*** Opening Data extracts ***

/// Error types for time series loading
use chrono::NaiveDateTime;
use thiserror::Error;

/// Main error type for time series operations
#[derive(Error, Debug)]
pub enum SeriesError {
    /// The file could not be read
    #[error("Failed to read time series file: {0}")]
    Io(#[from] std::io::Error),

    /// Failed to parse CSV data
    #[error("Failed to parse CSV: {0}")]
    CsvParse(#[from] csv::Error),

    /// One or more required columns are absent
    #[error("Columns \"{columns}\" must be in the time series file: \"{path}\"")]
    MissingColumns { columns: String, path: String },

    /// Date parsing failed
    #[error("Failed to parse date {value:?} on row {row}")]
    DateParse { row: usize, value: String },

    /// A numeric cell is neither a number nor a missing-value marker
    #[error("Failed to parse {column} value {value:?} on row {row}")]
    ValueParse {
        row: usize,
        column: String,
        value: String,
    },

    /// Two samples share the same timestamp
    #[error("Timestamps must be strictly increasing, {0} appears more than once")]
    DuplicateTimestamp(NaiveDateTime),
}

/// Type alias for Results using SeriesError
pub type Result<T> = std::result::Result<T, SeriesError>;
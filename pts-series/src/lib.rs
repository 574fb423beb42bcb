//! Core types for peatland water table time series.
//!
//! A [`TimeSeries`] is an ordered list of [`Sample`]s, each holding a water
//! table depth and a precipitation increment. Series are usually read from
//! CSV files with [`read_time_series`].

pub mod error;
pub mod time_series;

pub use error::{Result, SeriesError};
pub use time_series::{read_time_series, Sample, TimeSeries, TIME_SERIES_COLUMNS};
//! Specific yield (Sy) estimation from water table and precipitation series.
//!
//! The pipeline runs in one pass per call:
//!
//! 1. [`resample`](resample::resample) the raw samples onto a regular grid
//!    (mean depth, summed precipitation);
//! 2. [`find_events`](events::find_events): runs of bins raining above a
//!    threshold, merged across dry gaps shorter than `gap` bins;
//! 3. [`find_response`](response::find_response): highest and lowest water
//!    table in `[start, end + max_hour)` for every event;
//! 4. [`estimate`](estimate::estimate) duration, intensity, rise, depth, Sy
//!    and the accuracy of the detected maximum;
//! 5. collect everything into a [`SyTable`].
//!
//! ```
//! use pts_series::TimeSeries;
//! use pts_sy::{calculate_sy, filter_sy, SyFilter, SyParams};
//!
//! let series = TimeSeries::from_csv_str(
//!     "date,data_wtd,data_prec\n2011-08-03 22:00:00,-0.25,1.2\n2011-08-03 23:00:00,-0.21,0.0\n",
//!     "inline",
//! )?;
//! let sy = calculate_sy(&series, &SyParams::default());
//! let sy = filter_sy(&sy, &SyFilter::new().min("sy", 0.0)?);
//! assert_eq!(sy.len(), 1);
//! # Ok::<(), Box<dyn std::error::Error>>(())
//! ```

pub mod error;
pub mod estimate;
pub mod events;
pub mod filter;
pub mod params;
pub mod resample;
pub mod response;
pub mod table;
pub mod window;

pub use error::{Result, SyError};
pub use events::Event;
pub use filter::{filter_sy, Bound, SyField, SyFilter};
pub use params::{LookaheadSweep, SyParams};
pub use table::{read_sy, write_sy, SyRow, SyTable, SY_TABLE_COLUMNS};
pub use window::event_window;

use log::{debug, info};
use pts_series::TimeSeries;

/// Detect precipitation events in `series` and estimate Sy for each.
///
/// Never fails: a series without rain gives an empty table, and degenerate
/// events (no rise, no depth data) carry NaN or infinite values.
pub fn calculate_sy(series: &TimeSeries, params: &SyParams) -> SyTable {
    let resampled = resample::resample(series, params.resample);
    let events = events::find_events(&resampled, params.threshold, params.gap);
    info!(
        "Found {} precipitation events in {} bins of {}",
        events.len(),
        resampled.len(),
        params.resample
    );

    let accuracies = estimate::accuracy(&resampled, &events, params.accuracy_sweep);
    let rows = events
        .iter()
        .zip(accuracies)
        .map(|(event, accuracy)| {
            let response = response::find_response(&resampled, event, params.max_hour);
            let row = estimate::estimate(event, &response, accuracy);
            debug!(
                "Event {} -> {}: {:.2} mm, delta_h {:.4}, sy {:.4}",
                row.date_beginning, row.date_ending, row.precipitation_sum, row.delta_h, row.sy
            );
            row
        })
        .collect();
    SyTable::new(rows)
}
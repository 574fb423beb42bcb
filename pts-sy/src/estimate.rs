use crate::{
    events::Event,
    params::LookaheadSweep,
    resample::ResampledSeries,
    response::{response_window, window_max, Response},
    table::SyRow,
};
use chrono::NaiveDateTime;
use pts_utils::stats::{first_difference, nan_mean, nan_std};

/// Duration given to an event whose first and last raining bins coincide.
pub const SINGLE_BIN_DURATION_HOURS: f64 = 0.5;

/// Sensitivity of the detected maximum to the lookahead length.
#[derive(Debug, Clone, Copy, PartialEq)]
pub struct Accuracy {
    pub mean: f64,
    pub std: f64,
}

/// Event duration in whole hours (truncated).
///
/// Zero seconds between beginning and ending is a single-bin burst and
/// counts as half an hour.
///
/// The whole span is counted, so events lasting 24 h or more keep their
/// full length instead of wrapping to the seconds-of-day remainder.
pub fn duration_hours(date_beginning: NaiveDateTime, date_ending: NaiveDateTime) -> f64 {
    let seconds = (date_ending - date_beginning).num_seconds();
    if seconds == 0 {
        SINGLE_BIN_DURATION_HOURS
    } else {
        (seconds / 3_600) as f64
    }
}

/// Maximum depth of every event for every lookahead of the sweep.
///
/// Rows follow the sweep (one per lookahead), columns follow `events`.
pub fn sweep_maxima(
    resampled: &ResampledSeries,
    events: &[Event],
    sweep: LookaheadSweep,
) -> Vec<Vec<f64>> {
    sweep
        .range()
        .map(|lookahead| {
            events
                .iter()
                .map(|event| {
                    window_max(resampled, response_window(resampled.len(), event, lookahead))
                })
                .collect()
        })
        .collect()
}

/// Mean and sample standard deviation of the successive changes of each
/// event's maximum as the lookahead grows.
pub fn accuracy(resampled: &ResampledSeries, events: &[Event], sweep: LookaheadSweep) -> Vec<Accuracy> {
    let maxima = sweep_maxima(resampled, events, sweep);
    (0..events.len())
        .map(|column| {
            let series: Vec<f64> = maxima.iter().map(|row| row[column]).collect();
            let changes = first_difference(&series);
            Accuracy {
                mean: nan_mean(&changes),
                std: nan_std(&changes),
            }
        })
        .collect()
}

/// Combine an event, its response and its accuracy into one table row.
pub fn estimate(event: &Event, response: &Response, accuracy: Accuracy) -> SyRow {
    let durations = duration_hours(event.date_beginning, event.date_ending);
    let max_wtd = response.max.value;
    let min_wtd = response.min.value;
    let delta_h = max_wtd - min_wtd;
    let sy = (event.precipitation_sum / delta_h) / 1000.0;

    if delta_h == 0.0 {
        log::warn!(
            "Event starting {} has no water table rise, sy is {}",
            event.date_beginning,
            sy
        );
    }

    SyRow {
        date_beginning: event.date_beginning,
        date_ending: event.date_ending,
        precipitation_sum: event.precipitation_sum,
        max_wtd,
        min_wtd,
        durations,
        intensities: event.precipitation_sum / durations,
        delta_h,
        depth: (max_wtd + min_wtd) / 2.0,
        sy,
        idx_max: response.max.date,
        idx_min: response.min.date,
        accuracy_mean: accuracy.mean,
        accuracy_std: accuracy.std,
    }
}
use crate::resample::ResampledSeries;
use chrono::NaiveDateTime;
use serde::Serialize;

/// A precipitation event: a run of raining bins merged across short dry gaps.
///
/// `start` and `end` are inclusive bin indices into the resampled series.
/// `precipitation_sum` only counts the raining bins, not the dry bins the
/// event spans.
#[derive(Debug, Clone, PartialEq, Serialize)]
pub struct Event {
    pub start: usize,
    pub end: usize,
    #[serde(with = "pts_utils::dates::date_time_format")]
    pub date_beginning: NaiveDateTime,
    #[serde(with = "pts_utils::dates::date_time_format")]
    pub date_ending: NaiveDateTime,
    pub precipitation_sum: f64,
    pub hits: Vec<usize>,
}

/// Indices of the bins whose precipitation is strictly above `threshold`.
pub fn hit_indices(precipitation: &[f64], threshold: f64) -> Vec<usize> {
    precipitation
        .iter()
        .enumerate()
        .filter(|(_, &prec)| prec > threshold)
        .map(|(i, _)| i)
        .collect()
}

/// Partition ascending hit indices into runs.
///
/// A new run starts wherever two consecutive hits are `gap` or more bins
/// apart.
pub fn split_runs(hits: &[usize], gap: usize) -> Vec<&[usize]> {
    let mut runs = Vec::new();
    let mut run_start = 0;
    for (k, pair) in hits.windows(2).enumerate() {
        if pair[1] - pair[0] >= gap {
            runs.push(&hits[run_start..=k]);
            run_start = k + 1;
        }
    }
    if run_start < hits.len() {
        runs.push(&hits[run_start..]);
    }
    runs
}

/// Detect the precipitation events of a resampled series.
pub fn find_events(resampled: &ResampledSeries, threshold: f64, gap: usize) -> Vec<Event> {
    let hits = hit_indices(&resampled.precipitation, threshold);
    split_runs(&hits, gap)
        .into_iter()
        .filter_map(|run| {
            let (&start, &end) = (run.first()?, run.last()?);
            Some(Event {
                start,
                end,
                date_beginning: resampled.bins[start],
                date_ending: resampled.bins[end],
                precipitation_sum: run.iter().map(|&i| resampled.precipitation[i]).sum(),
                hits: run.to_vec(),
            })
        })
        .collect()
}
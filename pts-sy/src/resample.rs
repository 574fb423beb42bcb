use chrono::{NaiveDateTime, TimeDelta};
use pts_series::TimeSeries;
use pts_utils::{dates::floor_to_step, ResamplePeriod};

/// A time series aggregated onto a regular grid of bins.
///
/// `depth[i]` is the mean water table depth of the samples falling in
/// `[bins[i], bins[i] + period)` (NaN when there are none) and
/// `precipitation[i]` their summed precipitation (0 when there are none).
#[derive(Debug, Clone, PartialEq)]
pub struct ResampledSeries {
    pub period: ResamplePeriod,
    pub bins: Vec<NaiveDateTime>,
    pub depth: Vec<f64>,
    pub precipitation: Vec<f64>,
}

impl ResampledSeries {
    pub fn empty(period: ResamplePeriod) -> Self {
        ResampledSeries {
            period,
            bins: Vec::new(),
            depth: Vec::new(),
            precipitation: Vec::new(),
        }
    }

    pub fn len(&self) -> usize {
        self.bins.len()
    }

    pub fn is_empty(&self) -> bool {
        self.bins.is_empty()
    }
}

/// Aggregate `series` onto bins of width `period`.
///
/// The grid starts at the first timestamp floored to the period (anchored
/// at midnight of that day) and ends with the bin holding the last sample.
pub fn resample(series: &TimeSeries, period: ResamplePeriod) -> ResampledSeries {
    let samples = series.samples();
    let (first, last) = match (samples.first(), samples.last()) {
        (Some(first), Some(last)) => (first, last),
        _ => return ResampledSeries::empty(period),
    };

    let step = period.num_seconds();
    let origin = floor_to_step(first.date, period.as_time_delta());
    let bin_of = |date: NaiveDateTime| ((date - origin).num_seconds() / step) as usize;
    let len = bin_of(last.date) + 1;

    let mut depth_sum = vec![0.0; len];
    let mut depth_count = vec![0usize; len];
    let mut precipitation = vec![0.0; len];
    for sample in samples {
        let bin = bin_of(sample.date);
        if !sample.wtd.is_nan() {
            depth_sum[bin] += sample.wtd;
            depth_count[bin] += 1;
        }
        if !sample.prec.is_nan() {
            precipitation[bin] += sample.prec;
        }
    }

    let depth = depth_sum
        .iter()
        .zip(&depth_count)
        .map(|(&sum, &count)| if count == 0 { f64::NAN } else { sum / count as f64 })
        .collect();
    let bins = (0..len)
        .map(|i| origin + TimeDelta::seconds(step * i as i64))
        .collect();

    log::debug!(
        "Resampled {} samples into {} bins of {}",
        samples.len(),
        len,
        period
    );
    ResampledSeries {
        period,
        bins,
        depth,
        precipitation,
    }
}
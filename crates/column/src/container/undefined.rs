// SPDX-License-Identifier: AGPL-3.0-or-later
// Copyright (c) 2025 ReifyDB

/// A run of nulls whose element type is not known.
#[derive(Clone, Debug, PartialEq, Default)]
pub struct UndefinedContainer {
	len: usize,
}

impl UndefinedContainer {
	pub fn new(len: usize) -> Self {
		Self {
			len,
		}
	}

	pub fn len(&self) -> usize {
		self.len
	}

	pub fn is_empty(&self) -> bool {
		self.len == 0
	}

	pub fn push_undefined(&mut self) {
		self.len += 1;
	}

	pub fn is_defined(&self, _idx: usize) -> bool {
		false
	}

	pub fn extend(&mut self, other: &Self) {
		self.len += other.len;
	}

	pub fn slice(&self, offset: usize, len: usize) -> Self {
		assert!(offset + len <= self.len, "undefined slice {offset}..{} out of bounds", offset + len);
		Self {
			len,
		}
	}
}
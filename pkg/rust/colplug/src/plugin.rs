// SPDX-License-Identifier: AGPL-3.0-or-later
// Copyright (c) 2025 ReifyDB

use colplug_column::Column;
use colplug_function::{ExecutionConfig, FunctionDescriptor, Functions};
use colplug_type::Result;
use tracing::debug;

/// Entry point for a host: the function table plus the execution settings
/// every call runs with.
///
/// Holds no per-call state; one instance can serve concurrent calls.
#[derive(Default)]
pub struct Plugin {
	functions: Functions,
	config: ExecutionConfig,
}

impl Plugin {
	pub fn new() -> Self {
		Self::default()
	}

	pub fn with_config(config: ExecutionConfig) -> Self {
		debug!(?config, "plugin configured");
		Self {
			functions: Functions::default(),
			config,
		}
	}

	pub fn config(&self) -> &ExecutionConfig {
		&self.config
	}

	pub fn functions(&self) -> impl Iterator<Item = &FunctionDescriptor> {
		self.functions.descriptors()
	}

	/// Whether the host may split the input of `name` across calls. `None`
	/// for unknown names.
	pub fn is_elementwise(&self, name: &str) -> Option<bool> {
		self.functions.is_elementwise(name)
	}

	pub fn call(&self, name: &str, inputs: &[Column], kwargs: &serde_json::Value) -> Result<Column> {
		self.functions.call(name, inputs, kwargs, &self.config)
	}
}

#[cfg(test)]
mod tests {
	use colplug_column::{Column, ColumnData};
	use colplug_function::ExecutionConfig;
	use serde_json::json;

	use super::Plugin;

	#[test]
	fn test_functions() {
		let plugin = Plugin::new();
		let names: Vec<_> = plugin.functions().map(|d| d.name).collect();
		assert_eq!(names, vec!["discounted_cum_sum", "feature_hasher"]);
		assert_eq!(plugin.is_elementwise("feature_hasher"), Some(true));
	}

	#[test]
	fn test_with_config() {
		let config = ExecutionConfig::new().parallel_threshold(2).chunk_len(1);
		let plugin = Plugin::with_config(config.clone());
		assert_eq!(plugin.config(), &config);

		let input = Column::single("x", ColumnData::int4([1, 2, 3]));
		let output = plugin.call("feature_hasher", &[input], &json!({"num_buckets": 5})).unwrap();
		assert_eq!(output.len(), 3);
	}
}
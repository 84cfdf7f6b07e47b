// SPDX-License-Identifier: AGPL-3.0-or-later
// Copyright (c) 2025 ReifyDB

use crate::ColumnData;

impl ColumnData {
	/// Copies positions `offset..offset + len` into a new chunk.
	pub fn slice(&self, offset: usize, len: usize) -> ColumnData {
		assert!(
			offset + len <= self.len(),
			"slice {offset}..{} out of bounds for chunk of length {}",
			offset + len,
			self.len()
		);
		match self {
			ColumnData::Bool(container) => ColumnData::Bool(container.slice(offset, len)),
			ColumnData::Float4(container) => ColumnData::Float4(container.slice(offset, len)),
			ColumnData::Float8(container) => ColumnData::Float8(container.slice(offset, len)),
			ColumnData::Int1(container) => ColumnData::Int1(container.slice(offset, len)),
			ColumnData::Int2(container) => ColumnData::Int2(container.slice(offset, len)),
			ColumnData::Int4(container) => ColumnData::Int4(container.slice(offset, len)),
			ColumnData::Int8(container) => ColumnData::Int8(container.slice(offset, len)),
			ColumnData::Int16(container) => ColumnData::Int16(container.slice(offset, len)),
			ColumnData::Uint1(container) => ColumnData::Uint1(container.slice(offset, len)),
			ColumnData::Uint2(container) => ColumnData::Uint2(container.slice(offset, len)),
			ColumnData::Uint4(container) => ColumnData::Uint4(container.slice(offset, len)),
			ColumnData::Uint8(container) => ColumnData::Uint8(container.slice(offset, len)),
			ColumnData::Uint16(container) => ColumnData::Uint16(container.slice(offset, len)),
			ColumnData::Utf8(container) => ColumnData::Utf8(container.slice(offset, len)),
			ColumnData::Undefined(container) => ColumnData::Undefined(container.slice(offset, len)),
		}
	}
}
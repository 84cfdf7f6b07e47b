// SPDX-License-Identifier: AGPL-3.0-or-later
// Copyright (c) 2025 ReifyDB

use colplug_column::{Column, ColumnData};
use colplug_function::{ExecutionConfig, Functions, feature_hasher};
use colplug_hash::xxh3_64;
use colplug_type::Value;
use serde_json::json;

fn ids(len: usize) -> Vec<Option<i64>> {
	(0..len)
		.map(|i| {
			let h = xxh3_64(&(i as u64).to_le_bytes()).0;
			if h % 9 == 0 { None } else { Some(h as i64) }
		})
		.collect()
}

#[test]
fn test_every_bucket_in_range() {
	let input = Column::single("id", ColumnData::int8_optional(ids(2_000)));
	for num_buckets in [1, 2, 7, 1024, u64::MAX] {
		let output = feature_hasher(&input, num_buckets, &ExecutionConfig::default()).unwrap();
		for value in output.to_values() {
			match value {
				Value::Uint8(b) => assert!(b < num_buckets),
				Value::Undefined => {}
				other => panic!("unexpected {other:?}"),
			}
		}
	}
}

#[test]
fn test_buckets_are_spread() {
	let input = Column::single("id", ColumnData::int8_optional(ids(2_000)));
	let output = feature_hasher(&input, 8, &ExecutionConfig::default()).unwrap();

	let mut seen = [false; 8];
	for value in output.to_values() {
		if let Value::Uint8(b) = value {
			seen[b as usize] = true;
		}
	}
	assert!(seen.iter().all(|s| *s));
}

#[test]
fn test_split_calls_match_whole() {
	let values = ids(1_000);
	let whole = Column::single("id", ColumnData::int8_optional(values.iter().copied()));
	let config = ExecutionConfig::default();

	let expected = feature_hasher(&whole, 31, &config).unwrap().to_values();

	let mut actual = Vec::new();
	for part in values.chunks(128) {
		let column = Column::single("id", ColumnData::int8_optional(part.iter().copied()));
		actual.extend(feature_hasher(&column, 31, &config).unwrap().to_values());
	}
	assert_eq!(actual, expected);
}

#[test]
fn test_parallel_across_chunks() {
	let values = ids(10_000);
	let chunks = values.chunks(999).map(|c| ColumnData::int8_optional(c.iter().copied())).collect();
	let input = Column::new("id", chunks).unwrap();

	let sequential = feature_hasher(&input, 1_000, &ExecutionConfig::sequential()).unwrap();
	let parallel =
		feature_hasher(&input, 1_000, &ExecutionConfig::new().parallel_threshold(1).chunk_len(512)).unwrap();
	assert_eq!(parallel, sequential);
}

#[test]
fn test_through_registry() {
	let input = Column::single("word", ColumnData::utf8_optional([Some("x"), None, Some("x")]));
	let output = Functions::default()
		.call("feature_hasher", &[input], &json!({"num_buckets": 16}), &ExecutionConfig::default())
		.unwrap();

	let values = output.to_values();
	assert_eq!(values[1], Value::Undefined);
	assert_eq!(values[0], values[2]);
}
// SPDX-License-Identifier: AGPL-3.0-or-later
// Copyright (c) 2025 ReifyDB

use colplug_column::Column;
use colplug_type::{Fragment, FunctionError, Result, return_error};
use tracing::{debug, instrument};

use crate::{
	ColumnFunction, DiscountedCumSum, ExecutionConfig, FeatureHasher, FunctionContext, FunctionDescriptor,
};

/// The fixed set of functions this crate exports, looked up by name.
pub struct Functions {
	functions: Vec<Box<dyn ColumnFunction>>,
}

impl Default for Functions {
	fn default() -> Self {
		Self {
			functions: vec![Box::new(DiscountedCumSum::new()), Box::new(FeatureHasher::new())],
		}
	}
}

impl Functions {
	pub fn new() -> Self {
		Self::default()
	}

	pub fn get(&self, name: &str) -> Option<&dyn ColumnFunction> {
		self.functions.iter().find(|f| f.descriptor().name == name).map(|f| f.as_ref())
	}

	pub fn descriptors(&self) -> impl Iterator<Item = &FunctionDescriptor> {
		self.functions.iter().map(|f| f.descriptor())
	}

	/// `None` for unknown names.
	pub fn is_elementwise(&self, name: &str) -> Option<bool> {
		self.get(name).map(|f| f.descriptor().kind.is_elementwise())
	}

	#[instrument(name = "function::registry::call", level = "debug", skip(self, inputs, kwargs, config))]
	pub fn call(
		&self,
		name: &str,
		inputs: &[Column],
		kwargs: &serde_json::Value,
		config: &ExecutionConfig,
	) -> Result<Column> {
		let Some(function) = self.get(name) else {
			return_error!(FunctionError::UnknownFunction {
				function: Fragment::host(name),
			});
		};

		let descriptor = function.descriptor();
		if inputs.len() != descriptor.arity {
			return_error!(FunctionError::ArityMismatch {
				function: Fragment::host(name),
				expected: descriptor.arity,
				actual: inputs.len(),
			});
		}

		debug!(kind = ?descriptor.kind, "dispatching");

		function.call(FunctionContext {
			inputs,
			kwargs,
			config,
		})
	}
}

#[cfg(test)]
mod tests {
	use colplug_column::{Column, ColumnData};
	use colplug_type::{Type, Value};
	use serde_json::json;

	use super::Functions;
	use crate::{ColumnFunction, ExecutionConfig, FunctionContext, FunctionKind};

	#[test]
	fn test_descriptors() {
		let functions = Functions::default();
		let names: Vec<_> = functions.descriptors().map(|d| (d.name, d.kind, d.output)).collect();
		assert_eq!(
			names,
			vec![
				("discounted_cum_sum", FunctionKind::Scan, Type::Float8),
				("feature_hasher", FunctionKind::Elementwise, Type::Uint8),
			]
		);
	}

	#[test]
	fn test_is_elementwise() {
		let functions = Functions::default();
		assert_eq!(functions.is_elementwise("discounted_cum_sum"), Some(false));
		assert_eq!(functions.is_elementwise("feature_hasher"), Some(true));
		assert_eq!(functions.is_elementwise("cum_sum"), None);
	}

	#[test]
	fn test_call_discounted_cum_sum() {
		let input = Column::single("x", ColumnData::float8([1.0, 2.0, 3.0]));
		let result = Functions::default()
			.call("discounted_cum_sum", &[input], &json!({"gamma": 0.5}), &ExecutionConfig::default())
			.unwrap();
		assert_eq!(result.to_values(), vec![Value::Float8(1.0), Value::Float8(2.5), Value::Float8(4.25)]);
	}

	#[test]
	fn test_call_feature_hasher() {
		let input = Column::single("x", ColumnData::utf8(["a", "b"]));
		let result = Functions::default()
			.call("feature_hasher", &[input], &json!({"num_buckets": 3}), &ExecutionConfig::default())
			.unwrap();
		assert_eq!(result.len(), 2);
		assert_eq!(result.get_type(), Type::Uint8);
	}

	#[test]
	fn test_unknown_function() {
		let err = Functions::default().call("nope", &[], &json!({}), &ExecutionConfig::default()).unwrap_err();
		assert_eq!(err.code(), "FUNCTION_001");
	}

	#[test]
	fn test_arity_mismatch() {
		let input = Column::single("x", ColumnData::float8([1.0]));
		let err = Functions::default()
			.call("discounted_cum_sum", &[input.clone(), input], &json!({"gamma": 0.5}), &ExecutionConfig::default())
			.unwrap_err();
		assert_eq!(err.code(), "FUNCTION_002");
	}

	#[test]
	fn test_direct_call_checks_arity() {
		let functions = Functions::default();
		let function = functions.get("feature_hasher").unwrap();
		let err = function
			.call(FunctionContext {
				inputs: &[],
				kwargs: &json!({"num_buckets": 2}),
				config: &ExecutionConfig::default(),
			})
			.unwrap_err();
		assert_eq!(err.code(), "FUNCTION_002");
	}

	#[test]
	fn test_missing_kwarg() {
		let input = Column::single("x", ColumnData::float8([1.0]));
		let err =
			Functions::default().call("feature_hasher", &[input], &json!({}), &ExecutionConfig::default()).unwrap_err();
		assert_eq!(err.code(), "FUNCTION_011");
	}

	#[test]
	fn test_invalid_kwarg() {
		let input = Column::single("x", ColumnData::float8([1.0]));
		let err = Functions::default()
			.call("feature_hasher", &[input], &json!({"num_buckets": -3}), &ExecutionConfig::default())
			.unwrap_err();
		assert_eq!(err.code(), "FUNCTION_010");
	}
}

*** Closing Data extracts ***

**Assignment**
Reproduce every line of the material above that has the string "tracing".

**Response**
use tracing::debug;
use tracing::{debug, instrument};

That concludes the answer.